Charles M. Brown wrote:
Feynman's ratchet used one sprung pawl on a ratchet wheel. The spring
biases the pawl towards the ratchet wheel so mechanical pressure on the
gentle slope of the ratchet wheel drives the wheel the wrong way where
it can rest against the sharp or even overhanging slope. If the pawl is
then lifted by Brownian motion and the ratchet wheel moves a little the
wrong way when the pawl is high, possible 50% of the time, than the
wheel will rotate the wrong way. If the ratchet wheel moves a little the
right way when the pawl is high, possible 50% of the time, then the
pawl will return to a low part of the gentle slope near the sharp slope.
If there are many pawls on one ratchet wheel than they do not have to be
biased by springs because the probability is high, and increases
exponentially with the number of pawls, that at least one pawl of a
similar position group will be in position to block counter rotation of
the ratchet wheel. This type of system should behave like a larger scale
mechanically rectified ratchet wheel at thermal power levels.
I don't think Feynman tried hard enough to break the Second Law.

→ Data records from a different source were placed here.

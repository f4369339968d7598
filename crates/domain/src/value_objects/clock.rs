//! Time-of-day, interval and absolute time-point value objects
//!
//! Scenario times are entered as `HH:mm` strings. Internally every instant is
//! an absolute [`TimePoint`] on a fixed reference date, so an event that starts
//! on day 2 of a multi-day scenario compares with plain timestamp arithmetic
//! instead of (day, time-of-day) pairs.

use std::fmt;
use std::str::FromStr;

use chrono::{Duration, NaiveDateTime, Timelike};
use serde::{Deserialize, Serialize};

use crate::error::DomainError;

pub const MINUTES_PER_DAY: u32 = 24 * 60;

/// Interval choices offered by the configuration form.
pub const INTERVAL_PRESETS: [&str; 5] = ["00:10", "00:15", "00:30", "01:00", "02:00"];

fn parse_hm(s: &str) -> Result<(u32, u32), DomainError> {
    let trimmed = s.trim();
    let (h, m) = trimmed
        .split_once(':')
        .ok_or_else(|| DomainError::parse(format!("Expected HH:mm, got {:?}", trimmed)))?;
    let hours: u32 = h
        .parse()
        .map_err(|_| DomainError::parse(format!("Invalid hours in {:?}", trimmed)))?;
    let minutes: u32 = m
        .parse()
        .map_err(|_| DomainError::parse(format!("Invalid minutes in {:?}", trimmed)))?;
    if m.len() != 2 || minutes >= 60 {
        return Err(DomainError::parse(format!(
            "Minutes must be two digits below 60 in {:?}",
            trimmed
        )));
    }
    Ok((hours, minutes))
}

fn total_minutes(hours: u32, minutes: u32) -> Result<u32, DomainError> {
    hours
        .checked_mul(60)
        .and_then(|h| h.checked_add(minutes))
        .ok_or_else(|| DomainError::validation(format!("{} hours is out of range", hours)))
}

fn format_hm(total_minutes: u32) -> String {
    format!("{:02}:{:02}", total_minutes / 60, total_minutes % 60)
}

// ============================================================================
// ClockTime
// ============================================================================

/// A time of day between `00:00` and `24:00` inclusive.
///
/// `24:00` is only meaningful as the end of a day.
#[derive(Debug, Clone, Copy, PartialEq, Eq, PartialOrd, Ord, Hash, Serialize, Deserialize)]
#[serde(try_from = "String", into = "String")]
pub struct ClockTime(u32);

impl ClockTime {
    pub const MIDNIGHT: ClockTime = ClockTime(0);
    pub const END_OF_DAY: ClockTime = ClockTime(MINUTES_PER_DAY);

    /// # Errors
    ///
    /// Returns `DomainError::Validation` past `24:00` or for minutes >= 60.
    pub fn new(hours: u32, minutes: u32) -> Result<Self, DomainError> {
        if minutes >= 60 {
            return Err(DomainError::validation("Minutes must be below 60"));
        }
        Self::from_minutes(total_minutes(hours, minutes)?)
    }

    /// # Errors
    ///
    /// Returns `DomainError::Validation` past `24:00`.
    pub fn from_minutes(minutes: u32) -> Result<Self, DomainError> {
        if minutes > MINUTES_PER_DAY {
            return Err(DomainError::validation(format!(
                "Time of day cannot be later than 24:00 ({} minutes)",
                minutes
            )));
        }
        Ok(Self(minutes))
    }

    /// Minutes since midnight.
    pub fn minutes(&self) -> u32 {
        self.0
    }
}

impl fmt::Display for ClockTime {
    fn fmt(&self, f: &mut fmt::Formatter<'_>) -> fmt::Result {
        write!(f, "{}", format_hm(self.0))
    }
}

impl FromStr for ClockTime {
    type Err = DomainError;

    fn from_str(s: &str) -> Result<Self, Self::Err> {
        let (h, m) = parse_hm(s)?;
        Self::new(h, m)
    }
}

impl TryFrom<String> for ClockTime {
    type Error = DomainError;

    fn try_from(s: String) -> Result<Self, Self::Error> {
        s.parse()
    }
}

impl From<ClockTime> for String {
    fn from(time: ClockTime) -> String {
        time.to_string()
    }
}

// ============================================================================
// Interval
// ============================================================================

/// Spacing between grid rows. Always strictly positive.
#[derive(Debug, Clone, Copy, PartialEq, Eq, PartialOrd, Ord, Hash, Serialize, Deserialize)]
#[serde(try_from = "String", into = "String")]
pub struct Interval(u32);

impl Interval {
    /// # Errors
    ///
    /// Returns `DomainError::Validation` for a zero-length interval.
    pub fn from_minutes(minutes: u32) -> Result<Self, DomainError> {
        if minutes == 0 {
            return Err(DomainError::validation("Interval must be longer than 00:00"));
        }
        Ok(Self(minutes))
    }

    pub fn minutes(&self) -> u32 {
        self.0
    }

    pub fn as_duration(&self) -> Duration {
        Duration::minutes(i64::from(self.0))
    }
}

impl Default for Interval {
    fn default() -> Self {
        Self(30)
    }
}

impl fmt::Display for Interval {
    fn fmt(&self, f: &mut fmt::Formatter<'_>) -> fmt::Result {
        write!(f, "{}", format_hm(self.0))
    }
}

impl FromStr for Interval {
    type Err = DomainError;

    fn from_str(s: &str) -> Result<Self, Self::Err> {
        let (h, m) = parse_hm(s)?;
        Self::from_minutes(total_minutes(h, m)?)
    }
}

impl TryFrom<String> for Interval {
    type Error = DomainError;

    fn try_from(s: String) -> Result<Self, Self::Error> {
        s.parse()
    }
}

impl From<Interval> for String {
    fn from(interval: Interval) -> String {
        interval.to_string()
    }
}

// ============================================================================
// TimePoint
// ============================================================================

fn reference_midnight() -> NaiveDateTime {
    NaiveDateTime::default()
}

/// An absolute instant: a day index folded into the fixed reference date
/// plus a time of day, at minute resolution.
#[derive(Debug, Clone, Copy, PartialEq, Eq, PartialOrd, Ord, Hash, Serialize, Deserialize)]
#[serde(transparent)]
pub struct TimePoint(NaiveDateTime);

impl TimePoint {
    /// `time` on day `day` of the scenario (day 0 is the first day).
    pub fn at(day: u32, time: ClockTime) -> Self {
        Self::from_offset(i64::from(day) * i64::from(MINUTES_PER_DAY) + i64::from(time.minutes()))
    }

    /// The instant `minutes` after midnight of day 0.
    pub fn from_offset(minutes: i64) -> Self {
        Self(reference_midnight() + Duration::minutes(minutes))
    }

    /// Minutes since midnight of day 0.
    pub fn offset_minutes(&self) -> i64 {
        (self.0 - reference_midnight()).num_minutes()
    }

    /// Zero-based scenario day this instant falls on.
    pub fn day_index(&self) -> i64 {
        self.offset_minutes().div_euclid(i64::from(MINUTES_PER_DAY))
    }

    /// Time of day, always below `24:00`.
    pub fn clock_time(&self) -> ClockTime {
        ClockTime(self.0.hour() * 60 + self.0.minute())
    }

    pub fn plus(&self, duration: Duration) -> Self {
        Self(self.0 + duration)
    }
}

impl From<NaiveDateTime> for TimePoint {
    fn from(value: NaiveDateTime) -> Self {
        Self(value)
    }
}

impl fmt::Display for TimePoint {
    fn fmt(&self, f: &mut fmt::Formatter<'_>) -> fmt::Result {
        match self.day_index() {
            0 => write!(f, "{}", self.clock_time()),
            day => write!(f, "Day {} {}", day + 1, self.clock_time()),
        }
    }
}

#[cfg(test)]
mod tests {
    use super::*;

    #[test]
    fn clock_time_parses_and_formats() {
        let t: ClockTime = "9:05".parse().unwrap();
        assert_eq!(t.minutes(), 545);
        assert_eq!(t.to_string(), "09:05");
        assert_eq!("24:00".parse::<ClockTime>().unwrap(), ClockTime::END_OF_DAY);
    }

    #[test]
    fn clock_time_rejects_out_of_range() {
        assert!("24:01".parse::<ClockTime>().is_err());
        assert!("10:60".parse::<ClockTime>().is_err());
        assert!("10:5".parse::<ClockTime>().is_err());
        assert!("1000".parse::<ClockTime>().is_err());
        assert!("ab:cd".parse::<ClockTime>().is_err());
    }

    #[test]
    fn interval_must_be_positive() {
        assert!("00:00".parse::<Interval>().is_err());
        assert_eq!("01:30".parse::<Interval>().unwrap().minutes(), 90);
        assert!(Interval::from_minutes(0).is_err());
    }

    #[test]
    fn interval_presets_parse() {
        for preset in INTERVAL_PRESETS {
            assert!(preset.parse::<Interval>().is_ok(), "{}", preset);
        }
    }

    #[test]
    fn time_point_folds_days() {
        let t = TimePoint::at(1, "03:15".parse().unwrap());
        assert_eq!(t.offset_minutes(), 1440 + 195);
        assert_eq!(t.day_index(), 1);
        assert_eq!(t.clock_time().to_string(), "03:15");
        assert_eq!(t.to_string(), "Day 2 03:15");
    }

    #[test]
    fn end_of_day_is_next_midnight() {
        let end = TimePoint::at(0, ClockTime::END_OF_DAY);
        assert_eq!(end, TimePoint::at(1, ClockTime::MIDNIGHT));
    }

    #[test]
    fn time_points_order_across_days() {
        let late = TimePoint::at(0, "23:30".parse().unwrap());
        let early_next = TimePoint::at(1, "00:10".parse().unwrap());
        assert!(late < early_next);
    }

    #[test]
    fn time_point_serde_round_trip() {
        let t = TimePoint::at(0, "18:00".parse().unwrap());
        let json = serde_json::to_string(&t).unwrap();
        let back: TimePoint = serde_json::from_str(&json).unwrap();
        assert_eq!(back, t);
    }
}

Fabricating a device that fails with inadequate design doesn't prove
that a better design won't work.
Indeed, you can't prove a theorem with examples, no matter how many
examples you have; using an example can only serve to disprove it (if
the example happens to violate it).
One of my big flops in school was thermo -- I dropped the course at the
point where the textbook presented a "proof" of something or other which
I simply could not follow. As far as I could see the proof didn't prove
anything -- and when I asked about it during the next lecture, well,
that's when I found out the professor was /deaf/. There I was, sitting
in the hall, in a front row seat, with the prof struggling to hear my
question -- he walked over to stand right in front of my chair with his
hand cupped around his ear and had me repeat it, really loud, for about
the fourth time -- with 200 other students sitting in stunned silence in
back of me. Finally the prof went back up to the board and answered the
wrong question 'cause he never had managed to hear what I was asking.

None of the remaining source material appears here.